Button tolerances were set at 0.25mm — tight enough to keep particulates out and deflect minor spills, but loose enough to prevent binding. The base station cap prints as a single piece (minus the button hole, which has rubber seals), so the top surface is effectively sealed against dust and liquid.
The team targeted an IP41 rating — protection against solid objects >1mm (crumbs, essentially) and vertically falling water drops. For a 3D-printed prototype of a party game, this was a realistic and meaningful target.
Durability Testing
Since this is a party game likely to be handled by kids, we took mechanical validation seriously:
- Crush test: A 260 lb (118 kg) individual stood directly on a fully assembled controller. It survived intact and remained functional. This was our most decisive validation result.
- Drop test: 1-meter drop onto a hard surface. Minor cosmetic damage, but the controller stayed operational. Acceptable for a prototype.

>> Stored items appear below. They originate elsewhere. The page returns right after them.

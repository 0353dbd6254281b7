// core/src/discount/coupon.rs

use chrono::{DateTime, Utc};
use rust_decimal::Decimal;

use crate::domain::Coupon;
use crate::error::DiscountError;
use crate::usage::EligibilitySnapshot;

use super::{apply_spec, AppliedCoupon, DiscountLine};

/// Evaluates a coupon against the order lines.
///
/// Checks run in a fixed order so the caller always gets the most specific
/// rejection: validity (active, window, global cap), per-customer
/// eligibility, applicability, minimum purchase, then the amount. The
/// minimum-purchase gate looks at undiscounted line amounts, so a deal
/// cannot talk an order out of a threshold it honestly met; the amount
/// itself is computed on `reduced` (the post-deal line amounts) so the two
/// discounts never double-dip.
pub fn evaluate(
  coupon: &Coupon,
  lines: &[DiscountLine],
  reduced: &[Decimal],
  snapshot: &EligibilitySnapshot,
  now: DateTime<Utc>,
) -> Result<AppliedCoupon, DiscountError> {
  if !coupon.active || !coupon.is_within_window(now) {
    return Err(DiscountError::CouponExpired {
      code: coupon.code.clone(),
    });
  }
  if !coupon.has_global_headroom() {
    return Err(DiscountError::CouponUsageExceeded {
      code: coupon.code.clone(),
    });
  }
  if let Some(cap) = coupon.usage_limit_per_customer {
    if snapshot.coupon_uses >= cap {
      return Err(DiscountError::CouponUsageExceeded {
        code: coupon.code.clone(),
      });
    }
  }
  if coupon.first_order_only && snapshot.has_prior_orders {
    return Err(DiscountError::CouponNotApplicable {
      code: coupon.code.clone(),
    });
  }

  let applicable: Vec<usize> = lines
    .iter()
    .enumerate()
    .filter(|(_, line)| coupon.applies_to(line.product_id, line.category_id))
    .map(|(idx, _)| idx)
    .collect();
  if applicable.is_empty() {
    return Err(DiscountError::CouponNotApplicable {
      code: coupon.code.clone(),
    });
  }

  if let Some(minimum) = coupon.minimum_purchase {
    let qualifying: Decimal = applicable.iter().map(|&idx| lines[idx].amount()).sum();
    if qualifying < minimum {
      return Err(DiscountError::MinimumPurchaseNotMet {
        code: coupon.code.clone(),
        minimum,
      });
    }
  }

  let base: Decimal = applicable.iter().map(|&idx| reduced[idx]).sum();
  let amount = apply_spec(&coupon.discount, base, coupon.maximum_discount);
  Ok(AppliedCoupon {
    coupon_id: coupon.id,
    code: coupon.code.clone(),
    amount,
  })
}
// SPDX-FileCopyrightText: 2026 Blufio Contributors
// SPDX-License-Identifier: MIT OR Apache-2.0

//! Outbound frame channel for one turn.

use parley_core::AgentResponse;
use tokio::sync::mpsc;
use tokio_util::sync::CancellationToken;
use tracing::debug;

/// Sends protocol frames to the client.
///
/// When the receiving side goes away the turn's cancellation token is
/// triggered, which stops the tool loop and aborts the upstream call.
/// Later frames are dropped silently.
pub struct Emitter {
    tx: mpsc::Sender<AgentResponse>,
    cancel: CancellationToken,
    closed: bool,
}

impl Emitter {
    pub fn new(tx: mpsc::Sender<AgentResponse>, cancel: CancellationToken) -> Self {
        Self {
            tx,
            cancel,
            closed: false,
        }
    }

    pub async fn emit(&mut self, frame: AgentResponse) {
        if self.closed {
            return;
        }
        if self.tx.send(frame).await.is_err() {
            debug!("client stream closed, stopping turn");
            self.closed = true;
            self.cancel.cancel();
        }
    }

    pub async fn emit_all(&mut self, frames: impl IntoIterator<Item = AgentResponse>) {
        for frame in frames {
            self.emit(frame).await;
        }
    }

    pub fn is_closed(&self) -> bool {
        self.closed
    }

    /// Resolves once the client has gone away, even while nothing is being sent.
    pub async fn client_gone(&self) {
        self.tx.closed().await;
    }
}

- Power draw: Peak consumption measured at ~400mA with all LEDs and haptics active. With the 1400mAh LiPo, that's roughly 3.5 hours of continuous full-load runtime — verified with a benchtop supply and multimeter in series.

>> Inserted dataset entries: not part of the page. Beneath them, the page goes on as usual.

// SPDX-FileCopyrightText: 2026 Blufio Contributors
// SPDX-License-Identifier: MIT OR Apache-2.0

//! SQLite connection lifecycle.
//!
//! Every statement runs on tokio-rusqlite's single background thread, which
//! serializes writes. Do not open a second connection for writes.

use std::path::Path;

use parley_core::ParleyError;
use tracing::debug;

use crate::migrations::run_migrations;

pub(crate) fn map_tr_err(e: tokio_rusqlite::Error<rusqlite::Error>) -> ParleyError {
    ParleyError::storage(e)
}

/// An open, migrated SQLite database.
pub struct Database {
    conn: tokio_rusqlite::Connection,
}

impl Database {
    /// Opens (creating if needed) the database at `path` and applies migrations.
    pub async fn open(path: &str, wal_mode: bool) -> Result<Self, ParleyError> {
        if let Some(parent) = Path::new(path).parent()
            && !parent.as_os_str().is_empty()
        {
            std::fs::create_dir_all(parent).map_err(ParleyError::storage)?;
        }
        let conn = tokio_rusqlite::Connection::open(path)
            .await
            .map_err(ParleyError::storage)?;
        let db = Self { conn };
        db.prepare(wal_mode).await?;
        debug!(path, wal_mode, "database opened");
        Ok(db)
    }

    /// Opens a private in-memory database. Used by tests.
    pub async fn open_in_memory() -> Result<Self, ParleyError> {
        let conn = tokio_rusqlite::Connection::open_in_memory()
            .await
            .map_err(ParleyError::storage)?;
        let db = Self { conn };
        db.prepare(false).await?;
        Ok(db)
    }

    async fn prepare(&self, wal_mode: bool) -> Result<(), ParleyError> {
        self.conn
            .call(move |conn| -> Result<(), rusqlite::Error> {
                if wal_mode {
                    conn.pragma_update_and_check(None, "journal_mode", "WAL", |row| {
                        row.get::<_, String>(0)
                    })?;
                }
                conn.busy_timeout(std::time::Duration::from_secs(5))?;
                conn.pragma_update(None, "synchronous", "NORMAL")?;
                Ok(())
            })
            .await
            .map_err(map_tr_err)?;

        self.conn
            .call(|conn| -> Result<(), ParleyError> { run_migrations(conn) })
            .await
            .map_err(|e| match e {
                tokio_rusqlite::Error::Error(inner) => inner,
                other => ParleyError::Storage {
                    source: other.to_string().into(),
                },
            })
    }

    pub fn connection(&self) -> &tokio_rusqlite::Connection {
        &self.conn
    }

    /// Flushes the WAL into the main database file.
    pub async fn checkpoint(&self) -> Result<(), ParleyError> {
        self.conn
            .call(|conn| -> Result<(), rusqlite::Error> {
                conn.execute_batch("PRAGMA wal_checkpoint(TRUNCATE);")?;
                Ok(())
            })
            .await
            .map_err(map_tr_err)
    }
}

Choking hazard analysis was also performed — no external parts are small enough to be swallowed, and buttons are pressure-fitted with no risk of detachment under normal use.
Bill of Materials
The full prototype came in at $221.96 for a two-controller demo unit. Key line items:
| Component | Qty | Cost |
|---|---|---|
| Raspberry Pi Pico (RP2040) | 5 | $20.00 |
| nRF24L01 2.4GHz Transceivers | 1 | $14.99 |
| 60-LED WS2812B Ring | 1 | $15.99 |
| 35-LED WS2812B Rings | 4 | $43.96 |
| 7-LED WS2812B Dot | 1 | $15.99 |
| Haptic Motors | 1 | $12.99 |
| Pimoroni PIM557 LiPo Shim | 4 | $34.80 |
| 1400mAh 3.7V LiPo Batteries | 4 | $43.96 |
| Pogo Pins | 1 | $10.99 |
| 5V 2A Barrel Jack PSU | 1 | $8.29 |
At market, comparable 4-player electronic games with automatic scorekeeping range up to $400. Our target retail price was $150 — aggressive, but feasible with PCB consolidation and injection molding at scale.
Path to Production
The prototype-to-product gap is real, and we spent time thinking about it:
PCB consolidation is the first priority. Every controller currently uses a separate dev board for the Pico, charging shim, and LED driver — all of which could live on a single custom PCB. This collapses BOM cost, simplifies assembly, and shrinks the form factor.

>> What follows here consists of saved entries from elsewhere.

#[cfg(test)]
mod tests {
    use super::*;

    fn turn() -> TurnState {
        TurnState::init("out-1", "gpt-4o-mini", 1_000)
    }

    fn created() -> ResponseStreamEvent {
        ResponseStreamEvent::Created {
            response: ResponseMeta {
                id: "resp_1".into(),
                model: "gpt-4o-mini-2024".into(),
                ..ResponseMeta::default()
            },
        }
    }

    fn part_added(i: usize) -> ResponseStreamEvent {
        ResponseStreamEvent::ContentPartAdded {
            item_id: None,
            content_index: i,
            part: ContentPart::OutputText {
                text: String::new(),
            },
        }
    }

    fn delta(i: usize, text: &str) -> ResponseStreamEvent {
        ResponseStreamEvent::OutputTextDelta {
            item_id: None,
            content_index: i,
            delta: text.into(),
        }
    }

    fn part_done(i: usize, text: &str) -> ResponseStreamEvent {
        ResponseStreamEvent::ContentPartDone {
            item_id: None,
            content_index: i,
            part: ContentPart::OutputText { text: text.into() },
        }
    }

    fn web_search_added(id: &str) -> ResponseStreamEvent {
        ResponseStreamEvent::OutputItemAdded {
            output_index: 0,
            item: OutputItem::WebSearchCall {
                id: id.into(),
                status: Some("in_progress".into()),
            },
        }
    }

    fn run(turn: &mut TurnState, events: Vec<ResponseStreamEvent>) -> (Vec<AgentResponse>, Vec<Step>) {
        let mut out = Vec::new();
        let steps = events
            .into_iter()
            .map(|event| translate(turn, event, &mut out))
            .collect();
        (out, steps)
    }

    #[test]
    fn created_emits_begin_and_captures_info() {
        let mut t = turn();
        let (out, _) = run(&mut t, vec![created()]);
        let info = t.info.clone().unwrap();
        assert_eq!(info.id.as_deref(), Some("out-1"));
        assert_eq!(info.model.as_deref(), Some("gpt-4o-mini-2024"));
        assert_eq!(info.agent_type, Some(AgentType::OpenAi));
        assert_eq!(
            out,
            vec![AgentResponse::Begin {
                info,
                timestamp: 1_000
            }]
        );
    }

    #[test]
    fn in_progress_reports_agent_preparing() {
        let mut t = turn();
        let (out, _) = run(
            &mut t,
            vec![ResponseStreamEvent::InProgress {
                response: ResponseMeta::default(),
            }],
        );
        assert_eq!(out, vec![AgentResponse::tool(AGENT_TOOL, ToolStatus::Prepare)]);
    }

    #[test]
    fn text_part_lifecycle() {
        let mut t = turn();
        let (out, steps) = run(
            &mut t,
            vec![created(), part_added(0), delta(0, "Hel"), delta(0, "lo"), part_done(0, "Hello")],
        );
        assert!(steps.iter().all(|s| *s == Step::Continue));
        assert_eq!(out[1], AgentResponse::Add { content_index: 0 });
        assert_eq!(
            out[2],
            AgentResponse::Delta {
                content: "Hel".into(),
                content_index: 0
            }
        );
        match &out[4] {
            AgentResponse::Finalize {
                content,
                content_index,
                info,
                ..
            } => {
                assert_eq!(content, "Hello");
                assert_eq!(*content_index, 0);
                assert!(info.is_some());
            }
            other => panic!("expected finalize, got {other:?}"),
        }
        assert_eq!(t.processing_messages.len(), 1);
        assert_eq!(t.processing_messages[0].content, "Hello");
        assert_eq!(t.processing_messages[0].content_index, Some(0));
        assert_eq!(t.last_content_index(), Some(0));
    }

    #[test]
    fn part_added_pads_missing_slots() {
        let mut t = turn();
        let (out, _) = run(&mut t, vec![part_added(2)]);
        assert_eq!(out, vec![AgentResponse::Add { content_index: 2 }]);
        assert_eq!(t.processing_messages.len(), 3);
        assert_eq!(t.last_content_index(), Some(2));
    }

    #[test]
    fn delta_beyond_buffer_is_an_error_and_mutates_nothing() {
        let mut t = turn();
        let (out, steps) = run(&mut t, vec![delta(3, "x")]);
        assert_eq!(out, vec![AgentResponse::error("invalid content index 3")]);
        assert_eq!(steps, vec![Step::Continue]);
        assert!(t.processing_messages.is_empty());
        assert_eq!(t.last_content_index(), None);
    }

    #[test]
    fn finalize_beyond_buffer_is_an_error() {
        let mut t = turn();
        let (out, _) = run(&mut t, vec![part_added(0), part_done(1, "late")]);
        assert_eq!(out[1], AgentResponse::error("invalid content index 1"));
        assert_eq!(t.processing_messages[0].content, "");
    }

    #[test]
    fn empty_done_part_keeps_streamed_text() {
        let mut t = turn();
        let (out, _) = run(&mut t, vec![part_added(0), delta(0, "abc"), part_done(0, "")]);
        assert!(matches!(&out[2], AgentResponse::Finalize { content, .. } if content == "abc"));
    }

    #[test]
    fn second_round_indices_are_offset() {
        let mut t = turn();
        run(&mut t, vec![part_added(0), delta(0, "first"), part_done(0, "first")]);
        t.begin_round();
        let (out, _) = run(&mut t, vec![part_added(0), delta(0, "second")]);
        assert_eq!(out[0], AgentResponse::Add { content_index: 1 });
        assert_eq!(t.processing_messages[1].content, "second");
        assert_eq!(t.processing_messages[0].content, "first");
    }

    #[test]
    fn web_search_lifecycle_counts_usage() {
        let mut t = turn();
        let (out, _) = run(
            &mut t,
            vec![
                web_search_added("ws_1"),
                ResponseStreamEvent::OutputItemDone {
                    output_index: 0,
                    item: OutputItem::WebSearchCall {
                        id: "ws_1".into(),
                        status: Some("completed".into()),
                    },
                },
            ],
        );
        assert_eq!(
            out,
            vec![
                AgentResponse::tool(WEB_SEARCH_TOOL, ToolStatus::InProgress),
                AgentResponse::tool(WEB_SEARCH_TOOL, ToolStatus::Completed),
            ]
        );
        assert_eq!(t.tool_usage()[WEB_SEARCH_TOOL], 1);
    }

    #[test]
    fn repeated_web_search_after_output_halts() {
        let mut t = turn();
        let (_, steps) = run(
            &mut t,
            vec![
                web_search_added("ws_1"),
                part_added(0),
                delta(0, "answer"),
                web_search_added("ws_2"),
            ],
        );
        assert_eq!(steps.last(), Some(&Step::Halt));
        assert!(t.is_stop_processing());
    }

    #[test]
    fn first_search_after_unrelated_output_continues() {
        let mut t = turn();
        let (out, steps) = run(&mut t, vec![part_added(0), web_search_added("ws_1")]);
        assert_eq!(steps, vec![Step::Continue, Step::Continue]);
        assert!(!t.is_stop_processing());
        assert_eq!(out.len(), 2);
    }

    #[test]
    fn function_call_added_then_done_requests_execution() {
        let mut t = turn();
        let (out, steps) = run(
            &mut t,
            vec![
                ResponseStreamEvent::OutputItemAdded {
                    output_index: 0,
                    item: OutputItem::FunctionCall {
                        id: Some("fc_1".into()),
                        call_id: "call_1".into(),
                        name: "dateTime".into(),
                        arguments: String::new(),
                        status: Some("in_progress".into()),
                    },
                },
                ResponseStreamEvent::OutputItemDone {
                    output_index: 0,
                    item: OutputItem::FunctionCall {
                        id: Some("fc_1".into()),
                        call_id: "call_1".into(),
                        name: "dateTime".into(),
                        arguments: r#"{"timeZone":"UTC"}"#.into(),
                        status: Some("completed".into()),
                    },
                },
            ],
        );
        assert_eq!(out, vec![AgentResponse::tool("dateTime", ToolStatus::Prepare)]);
        assert_eq!(
            steps[1],
            Step::CallTool(FunctionCall {
                call_id: "call_1".into(),
                name: "dateTime".into(),
                arguments: r#"{"timeZone":"UTC"}"#.into(),
            })
        );
    }

    #[test]
    fn provider_error_event_halts_and_records() {
        let mut t = turn();
        let (out, steps) = run(
            &mut t,
            vec![ResponseStreamEvent::Error {
                code: Some("rate_limit_exceeded".into()),
                message: "slow down".into(),
            }],
        );
        assert_eq!(steps, vec![Step::Halt]);
        assert_eq!(out, vec![AgentResponse::error("slow down (rate_limit_exceeded)")]);
        assert_eq!(t.error.as_deref(), Some("slow down (rate_limit_exceeded)"));
    }

    #[test]
    fn unknown_events_are_silent() {
        let mut t = turn();
        let (out, steps) = run(
            &mut t,
            vec![
                ResponseStreamEvent::Other,
                ResponseStreamEvent::Completed {
                    response: ResponseMeta::default(),
                },
            ],
        );
        assert!(out.is_empty());
        assert_eq!(steps, vec![Step::Continue, Step::Continue]);
    }
}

Enclosure manufacturing needs to move off FDM printing. At current print times (4.5 hours per controller, 22 hours for the base station), producing 100 units would require ~4,000 print hours and 300 active man-hours — roughly 170 calendar days assuming no failures. Even with a four-printer fleet (~$10K investment), that's 40 days at 100% uptime. The realistic near-term path is resin injection molding or polyurethane casting, which offers faster turnaround with simpler tooling than full injection molding, bridging the gap until volume justifies the mold investment.
What I Learned
Beyond the technical skills — embedded C++, SPI/UART protocols, state machine design, power budgeting, DFM considerations — the biggest takeaway was about engineering judgment under pressure. The wireless pivot was the defining moment of this project. We had to assess a failing subsystem honestly, weigh the sunk cost against the remaining timeline, and make a call that preserved the most project value. That's not something you learn from a textbook.
The toolchain issues also reinforced something I'll carry forward: validate your development environment before you commit to it. The RP2040 + PlatformIO + nRF24 combination had undocumented compatibility issues that cost us weeks. A day of toolchain validation at the start would have saved us significant pain.
Reactionary! was built by Dan Abidov, Teagan Schmitt, Joe Kneebone, and Ian Steffes as a senior capstone project at Kettering University (CE-490 / ENGR-490).